Below is a brief summary of those provisions:
· The first two sections of the legislation modify Article 6 of the current Business Corporation Act to clarify the authority of a board of directors to delegate to officers the authority to issue equity in the company. The board can, of course, prescribe any limitation the officers' authority that it chooses.
· The next four sections of the legislation clarify the ways in which shareholders meetings can be conducted using newer technology (remote electronic communication). (North Carolina's corporate statutes had been amended in 2001 to allow remote electronic participation in shareholder meetings, but recent changes to the ABA's Model Act provided more complete provisions that are helpful for North Carolina corporations.)
· The legislation also makes clear that “force-the-vote” provisions are valid and effective. Generally, a board of directors must make a voting recommendation to shareholders before a matter is put to a shareholder vote. However, the newly-enacted provisions make it clear that, if an agreement for a transaction that requires shareholder approval (such as a merger agreement) obligates the board of directors to submit the matter for shareholder approval, the board may do so even if the board later determines that it can no longer recommend that shareholders approve the transaction.
· The legislation creates a safe harbor enabling corporations to know with certainty that certain sales of assets do not require shareholder approval.
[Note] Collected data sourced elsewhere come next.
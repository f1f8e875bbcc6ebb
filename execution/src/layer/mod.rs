use anyhow::{Context as _, Result};
use commonware_cryptography::{
    ed25519::PublicKey,
    sha256::Digest,
};
use std::collections::BTreeMap;
use tracing::debug;
use wheelhouse_types::{
    execution::{BlockContext, Event, Instruction, Key, Output, Transaction, Value},
    spin::{
        commitment, secret_digest, CommitState, House, PlayerRecord, SpinCommit, SpinError,
        COOLDOWN_SECS, MAX_PRIZE, REVEAL_DELAY, SPIN_COST,
    },
};

use crate::bank::Bank;
use crate::draw::{prize_for_draw, quick_draw, reveal_draw};
use crate::state::{
    load_account, load_commit, load_house, load_player, validate_and_increment_nonce,
    PrepareError, State, Status,
};

mod handlers;

/// Per-block execution overlay.
///
/// Buffers every write in `pending` until [`Layer::commit`]; reads fall through to the
/// backing state. Each instruction runs to completion behind `&mut self`, so no
/// instruction can observe another's partial effects and nothing can re-enter the layer
/// mid-instruction. The bank is an external sink: it never calls back in.
pub struct Layer<'a, S: State, B: Bank> {
    state: &'a S,
    bank: &'a mut B,
    pending: BTreeMap<Key, Status>,

    owner: PublicKey,
    ctx: BlockContext,
}

impl<'a, S: State, B: Bank> Layer<'a, S, B> {
    pub fn new(state: &'a S, bank: &'a mut B, owner: PublicKey, ctx: BlockContext) -> Self {
        Self {
            state,
            bank,
            pending: BTreeMap::new(),

            owner,
            ctx,
        }
    }

    fn insert(&mut self, key: Key, value: Value) {
        self.pending.insert(key, Status::Update(value));
    }

    async fn prepare(&mut self, transaction: &Transaction) -> Result<(), PrepareError> {
        let mut account = load_account(self, &transaction.public)
            .await
            .map_err(PrepareError::State)?;
        validate_and_increment_nonce(&mut account, transaction.nonce)?;
        self.insert(
            Key::Account(transaction.public.clone()),
            Value::Account(account),
        );

        Ok(())
    }

    async fn dispatch(
        &mut self,
        public: &PublicKey,
        value: u64,
        instruction: &Instruction,
    ) -> Result<Result<Vec<Event>, SpinError>> {
        match instruction {
            Instruction::Deposit => self.handle_deposit(public, value).await,
            Instruction::Withdraw { amount } => {
                self.handle_withdraw(public, value, *amount).await
            }
            Instruction::Fund => self.handle_fund(public, value).await,
            Instruction::CommitSpin { secret_hash } => {
                self.handle_commit_spin(public, value, secret_hash).await
            }
            Instruction::RevealSpin { secret } => {
                self.handle_reveal_spin(public, value, secret).await
            }
            Instruction::QuickSpin => self.handle_quick_spin(public, value).await,
            Instruction::Pause => self.handle_pause(public, value).await,
            Instruction::Unpause => self.handle_unpause(public, value).await,
            Instruction::EmergencyWithdraw => self.handle_emergency_withdraw(public, value).await,
        }
    }

    /// Apply one instruction as an atomic unit.
    ///
    /// A domain rejection restores the overlay to its pre-instruction shape (the consumed
    /// envelope nonce stands), refunds any attached value, and surfaces the failure as an
    /// `Event::SpinRejected` in the journal.
    async fn apply(&mut self, transaction: &Transaction) -> Result<Vec<Event>> {
        let snapshot = self.pending.clone();
        match self
            .dispatch(
                &transaction.public,
                transaction.value,
                &transaction.instruction,
            )
            .await?
        {
            Ok(events) => Ok(events),
            Err(error) => {
                self.pending = snapshot;
                if transaction.value > 0 {
                    self.bank
                        .refund(&transaction.public, transaction.value)
                        .await
                        .context("refund rejected instruction")?;
                }
                debug!(
                    public = ?transaction.public,
                    code = error.code(),
                    %error,
                    "instruction rejected"
                );
                Ok(vec![Event::SpinRejected {
                    player: transaction.public.clone(),
                    error_code: error.code(),
                    message: error.to_string(),
                }])
            }
        }
    }

    pub async fn execute(
        &mut self,
        transactions: Vec<Transaction>,
    ) -> Result<(Vec<Output>, BTreeMap<PublicKey, u64>)> {
        let mut processed_nonces = BTreeMap::new();
        let mut outputs = Vec::new();

        for tx in transactions {
            if !tx.verify() {
                debug!(public = ?tx.public, nonce = tx.nonce, "invalid signature; dropping transaction");
                continue;
            }
            let prior = self.pending.clone();
            match self.prepare(&tx).await {
                Ok(()) => {}
                Err(PrepareError::NonceMismatch { expected, got }) => {
                    debug!(
                        public = ?tx.public,
                        expected,
                        got,
                        "nonce mismatch; dropping transaction"
                    );
                    continue;
                }
                Err(PrepareError::State(err)) => {
                    return Err(err).context("state error during prepare");
                }
            }
            if tx.value > 0
                && !self
                    .bank
                    .collect(&tx.public, tx.value)
                    .await
                    .context("collect attached value")?
            {
                self.pending = prior;
                debug!(
                    public = ?tx.public,
                    value = tx.value,
                    "attached value not covered; dropping transaction"
                );
                continue;
            }
            processed_nonces.insert(tx.public.clone(), tx.nonce.saturating_add(1));
            outputs.extend(self.apply(&tx).await?.into_iter().map(Output::Event));
            outputs.push(Output::Transaction(tx));
        }

        Ok((outputs, processed_nonces))
    }

    pub fn commit(self) -> Vec<(Key, Status)> {
        self.pending.into_iter().collect()
    }
}

impl<'a, S: State, B: Bank> State for Layer<'a, S, B> {
    async fn get(&self, key: &Key) -> Result<Option<Value>> {
        Ok(match self.pending.get(key) {
            Some(Status::Update(value)) => Some(value.clone()),
            Some(Status::Delete) => None,
            None => self.state.get(key).await?,
        })
    }

    async fn insert(&mut self, key: Key, value: Value) -> Result<()> {
        self.pending.insert(key, Status::Update(value));
        Ok(())
    }

    async fn delete(&mut self, key: &Key) -> Result<()> {
        self.pending.insert(key.clone(), Status::Delete);
        Ok(())
    }
}
pub mod execution;
pub mod spin;
pub mod stats;

pub use execution::{Identity, Seed, MAX_BLOCK_TRANSACTIONS, NAMESPACE};

#[cfg(test)]
mod compat;
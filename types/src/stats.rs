//! Off-chain stats snapshots.
//!
//! JSON-serializable views over house, player, and commit state, produced by the execution
//! layer's query module for dashboards and reconciliation tooling.

use crate::spin::{CommitState, House, PlayerRecord};
use commonware_cryptography::{ed25519::PublicKey, sha256::Digest};
use commonware_utils::{from_hex, hex};
use serde::{Deserialize, Serialize};

// Helper to encode hex
fn hex_encode(bytes: &[u8]) -> String {
    hex(bytes)
}

// Helper to decode hex
fn hex_decode(s: &str) -> Result<Vec<u8>, String> {
    from_hex(s).ok_or_else(|| "invalid hex string".to_string())
}

mod serde_public_key_hex {
    use super::{hex_decode, hex_encode};
    use commonware_codec::ReadExt;
    use commonware_cryptography::ed25519::PublicKey;
    use serde::{Deserialize, Deserializer, Serializer};

    pub fn serialize<S>(public_key: &PublicKey, serializer: S) -> Result<S::Ok, S::Error>
    where
        S: Serializer,
    {
        serializer.serialize_str(&hex_encode(public_key.as_ref()))
    }

    pub fn deserialize<'de, D>(deserializer: D) -> Result<PublicKey, D::Error>
    where
        D: Deserializer<'de>,
    {
        let s = String::deserialize(deserializer)?;
        let bytes = hex_decode(&s).map_err(serde::de::Error::custom)?;
        let mut reader = bytes.as_slice();
        PublicKey::read(&mut reader).map_err(|_| serde::de::Error::custom("invalid public key"))
    }
}

mod serde_digest_hex {
    use super::{hex_decode, hex_encode};
    use commonware_codec::ReadExt;
    use commonware_cryptography::sha256::Digest;
    use serde::{Deserialize, Deserializer, Serializer};

    pub fn serialize<S>(digest: &Digest, serializer: S) -> Result<S::Ok, S::Error>
    where
        S: Serializer,
    {
        serializer.serialize_str(&hex_encode(digest.as_ref()))
    }

    pub fn deserialize<'de, D>(deserializer: D) -> Result<Digest, D::Error>
    where
        D: Deserializer<'de>,
    {
        let s = String::deserialize(deserializer)?;
        let bytes = hex_decode(&s).map_err(serde::de::Error::custom)?;
        let mut reader = bytes.as_slice();
        Digest::read(&mut reader).map_err(|_| serde::de::Error::custom("invalid digest"))
    }
}

/// House snapshot: the persisted record plus the bank custody backing it.
#[derive(Clone, Debug, PartialEq, Eq, Serialize, Deserialize)]
pub struct HouseStats {
    pub balance: u64,
    pub nonce: u64,
    pub paused: bool,
    pub total_spins: u64,
    pub total_wagered: u64,
    pub total_paid_out: u64,
    /// Total value the bank holds for the ledger; at least `balance`.
    pub held: u64,
}

impl HouseStats {
    pub fn from_house(house: &House, held: u64) -> Self {
        Self {
            balance: house.balance,
            nonce: house.nonce,
            paused: house.paused,
            total_spins: house.total_spins,
            total_wagered: house.total_wagered,
            total_paid_out: house.total_paid_out,
            held,
        }
    }
}

/// Per-player snapshot.
#[derive(Clone, Debug, PartialEq, Eq, Serialize, Deserialize)]
pub struct PlayerStats {
    #[serde(with = "serde_public_key_hex")]
    pub player: PublicKey,
    pub last_spin: u64,
    pub spins: u64,
    pub winnings: u64,
}

impl PlayerStats {
    pub fn from_record(player: &PublicKey, record: &PlayerRecord) -> Self {
        Self {
            player: player.clone(),
            last_spin: record.last_spin,
            spins: record.spins,
            winnings: record.winnings,
        }
    }
}

/// Snapshot of a player's commit-reveal record.
#[derive(Clone, Debug, PartialEq, Eq, Serialize, Deserialize)]
pub struct CommitDetails {
    #[serde(with = "serde_public_key_hex")]
    pub player: PublicKey,
    #[serde(with = "serde_digest_hex")]
    pub commitment: Digest,
    pub height: u64,
    pub timestamp: u64,
    pub nonce: u64,
    pub wager: u64,
    pub revealed: bool,
}

impl CommitDetails {
    pub fn from_state(player: &PublicKey, state: &CommitState) -> Self {
        let commit = state.commit();
        Self {
            player: player.clone(),
            commitment: commit.commitment,
            height: commit.height,
            timestamp: commit.timestamp,
            nonce: commit.nonce,
            wager: commit.wager,
            revealed: state.is_revealed(),
        }
    }
}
Generally, shareholder approval is required for sales of “all or substantially all” of the assets of the corporation outside the ordinary course of business. The term “substantially all” is not defined in the current statute, and therefore corporations and their lawyers are sometimes uncertain whether shareholder approval is mandatory prior to a substantial sale. The revisions attempt to alleviate that uncertainty by providing that a sale will not require shareholder approval if 25% of the business is retained. The test is whether, following the sale, the corporation will retain a continuing business activity that represents 25% of the total assets (as of the most recent FYE) and at least 25% of either (i) income from continuing operations before taxes or (ii) revenues from continuing operations, on a consolidated basis.
· Finally, the changes would allow sister subsidiaries (corporations that are 90% owned by a common parent corporation) to merge with each other using a “short-form” process. That process would only require the approval of the board of the parent corporation, making it quick and efficient.
The changes become effective on January 1, 2014. You can read about Senate Bill 239, enacted as Session Law 2013-153, in greater detail here.
The members of the North Carolina Bar Association's Business Law Section who worked on these improvements are to be commended for volunteering their time for this effort.